** What the task asks **
Where does the word "filter" show up in the records? Copy every line that holds it.

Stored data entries
━━━━━━━━━━━━━━━━━━━━━━━━━━━━━━

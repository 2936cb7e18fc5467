//! CLI commands

pub mod clean;
pub mod generate;
pub mod list;
pub mod render;
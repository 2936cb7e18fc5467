//! Display nodes produced by the document renderer

use std::borrow::Cow;

/// What a display node draws
#[derive(Debug, Clone, PartialEq, Eq)]
pub enum NodeKind {
    /// Structural line break between blocks
    Separator,
    Paragraph,
    /// Plain inline text
    Text,
    /// Inline monospace text (span with the `code` mark)
    InlineCode,
    Image { src: String, alt: Option<String> },
    Heading { level: u8 },
    /// Outer container of a fenced code block
    CodeBlock,
    /// The code element nested in a code block
    CodeToken { language: String },
}

/// Payload of a display node
#[derive(Debug, Clone, PartialEq, Eq)]
pub enum NodeContent {
    Empty,
    /// Literal text, escaped when written out
    Text(String),
    Children(Vec<DisplayNode>),
    /// Pre-rendered HTML, only produced by the highlighting pass
    Markup(String),
}

/// A presentation-ready node
#[derive(Debug, Clone, PartialEq, Eq)]
pub struct DisplayNode {
    pub kind: NodeKind,
    /// Style-class hint for the presentation layer
    pub class: Option<String>,
    pub content: NodeContent,
}

impl DisplayNode {
    pub fn separator() -> Self {
        Self {
            kind: NodeKind::Separator,
            class: None,
            content: NodeContent::Empty,
        }
    }

    pub fn text(value: impl Into<String>) -> Self {
        Self {
            kind: NodeKind::Text,
            class: None,
            content: NodeContent::Text(value.into()),
        }
    }

    pub fn inline_code(value: impl Into<String>) -> Self {
        Self {
            kind: NodeKind::InlineCode,
            class: Some(INLINE_CODE_CLASS.to_string()),
            content: NodeContent::Text(value.into()),
        }
    }

    pub fn paragraph(children: Vec<DisplayNode>) -> Self {
        Self {
            kind: NodeKind::Paragraph,
            class: None,
            content: NodeContent::Children(children),
        }
    }

    pub fn heading(level: u8, children: Vec<DisplayNode>) -> Self {
        Self {
            kind: NodeKind::Heading { level },
            class: None,
            content: NodeContent::Children(children),
        }
    }

    pub fn image(src: impl Into<String>) -> Self {
        Self {
            kind: NodeKind::Image {
                src: src.into(),
                alt: None,
            },
            class: Some(CONTENT_IMAGE_CLASS.to_string()),
            content: NodeContent::Empty,
        }
    }

    pub fn code_block(language: &str, code: impl Into<String>) -> Self {
        let token = Self {
            kind: NodeKind::CodeToken {
                language: language.to_string(),
            },
            class: Some(format!("language-{}", language)),
            content: NodeContent::Text(code.into()),
        };
        Self {
            kind: NodeKind::CodeBlock,
            class: Some(CODE_BLOCK_CLASS.to_string()),
            content: NodeContent::Children(vec![token]),
        }
    }

    /// HTML tag for this node
    pub fn tag(&self) -> Cow<'static, str> {
        let tag = match &self.kind {
            NodeKind::Separator => "br",
            NodeKind::Paragraph => "p",
            NodeKind::Text | NodeKind::InlineCode => "span",
            NodeKind::Image { .. } => "img",
            NodeKind::Heading { level: 1 } => "h1",
            NodeKind::Heading { level: 2 } => "h2",
            NodeKind::Heading { level: 3 } => "h3",
            NodeKind::Heading { level: 4 } => "h4",
            NodeKind::Heading { level: 5 } => "h5",
            NodeKind::Heading { level: 6 } => "h6",
            NodeKind::Heading { level } => return Cow::Owned(format!("h{}", level)),
            NodeKind::CodeBlock => "pre",
            NodeKind::CodeToken { .. } => "code",
        };
        Cow::Borrowed(tag)
    }

    pub fn is_separator(&self) -> bool {
        self.kind == NodeKind::Separator
    }

    pub fn children(&self) -> &[DisplayNode] {
        match &self.content {
            NodeContent::Children(children) => children,
            _ => &[],
        }
    }

    /// Literal text of a leaf node
    pub fn text_content(&self) -> Option<&str> {
        match &self.content {
            NodeContent::Text(text) => Some(text),
            _ => None,
        }
    }
}

/// Class on inline code spans
pub const INLINE_CODE_CLASS: &str = "code-span";

/// Class on embedded content images
pub const CONTENT_IMAGE_CLASS: &str = "content-image";

/// Class on fenced code block containers
pub const CODE_BLOCK_CLASS: &str = "line-numbers";
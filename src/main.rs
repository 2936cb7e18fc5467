//! CLI entry point for codewcaro

use anyhow::Result;
use clap::{Parser, Subcommand};
use std::path::PathBuf;
use tracing_subscriber::{layer::SubscriberExt, util::SubscriberInitExt};

#[derive(Parser)]
#[command(name = "codewcaro")]
#[command(version)]
#[command(about = "Render the CodewCaro blog from DatoCMS post records", long_about = None)]
struct Cli {
    /// Set the base directory (defaults to current directory)
    #[arg(short, long, global = true)]
    cwd: Option<PathBuf>,

    /// Enable debug output
    #[arg(short, long, global = true)]
    debug: bool,

    #[command(subcommand)]
    command: Commands,
}

#[derive(Subcommand)]
enum Commands {
    /// Generate a static page for every post
    #[command(alias = "g")]
    Generate,

    /// Render one query response (or post record) to HTML
    Render {
        /// JSON file with the CMS response
        input: PathBuf,

        /// Write the page here instead of stdout
        #[arg(short, long)]
        output: Option<PathBuf>,
    },

    /// Start a preview server
    #[command(alias = "s")]
    Server {
        /// Port to listen on
        #[arg(short, long, default_value = "4000")]
        port: u16,

        /// IP address to bind to
        #[arg(short, long, default_value = "localhost")]
        ip: String,
    },

    /// Remove the public folder
    Clean,

    /// List posts
    List,

    /// Display version information
    Version,
}

#[tokio::main]
async fn main() -> Result<()> {
    let cli = Cli::parse();

    // Initialize logging
    let filter = if cli.debug {
        "codewcaro=debug,info"
    } else {
        "codewcaro=info"
    };

    tracing_subscriber::registry()
        .with(
            tracing_subscriber::EnvFilter::try_from_default_env().unwrap_or_else(|_| filter.into()),
        )
        .with(tracing_subscriber::fmt::layer().with_writer(std::io::stderr))
        .init();

    // Determine base directory
    let base_dir = match cli.cwd {
        Some(dir) => dir,
        None => std::env::current_dir()?,
    };

    match cli.command {
        Commands::Generate => {
            let blog = codewcaro::Blog::new(&base_dir)?;
            tracing::info!("Generating static files...");
            blog.generate()?;
            println!("Generated successfully!");
        }

        Commands::Render { input, output } => {
            let blog = codewcaro::Blog::new(&base_dir)?;
            let input = if input.is_absolute() {
                input
            } else {
                base_dir.join(input)
            };
            if let Some(html) =
                codewcaro::commands::render::run(&blog, &input, output.as_deref())?
            {
                print!("{}", html);
            }
        }

        Commands::Server { port, ip } => {
            let blog = codewcaro::Blog::new(&base_dir)?;
            tracing::info!("Starting server at http://{}:{}", ip, port);
            codewcaro::server::start(&blog, &ip, port).await?;
        }

        Commands::Clean => {
            let blog = codewcaro::Blog::new(&base_dir)?;
            tracing::info!("Cleaning public folder...");
            blog.clean()?;
            println!("Cleaned successfully!");
        }

        Commands::List => {
            let blog = codewcaro::Blog::new(&base_dir)?;
            codewcaro::commands::list::run(&blog)?;
        }

        Commands::Version => {
            println!("codewcaro version {}", env!("CARGO_PKG_VERSION"));
        }
    }

    Ok(())
}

━━━━━━━━━━━━━━━━━━━━━━━━━━━━━━

** Response box **
    let filter = if cli.debug {
            tracing_subscriber::EnvFilter::try_from_default_env().unwrap_or_else(|_| filter.into()),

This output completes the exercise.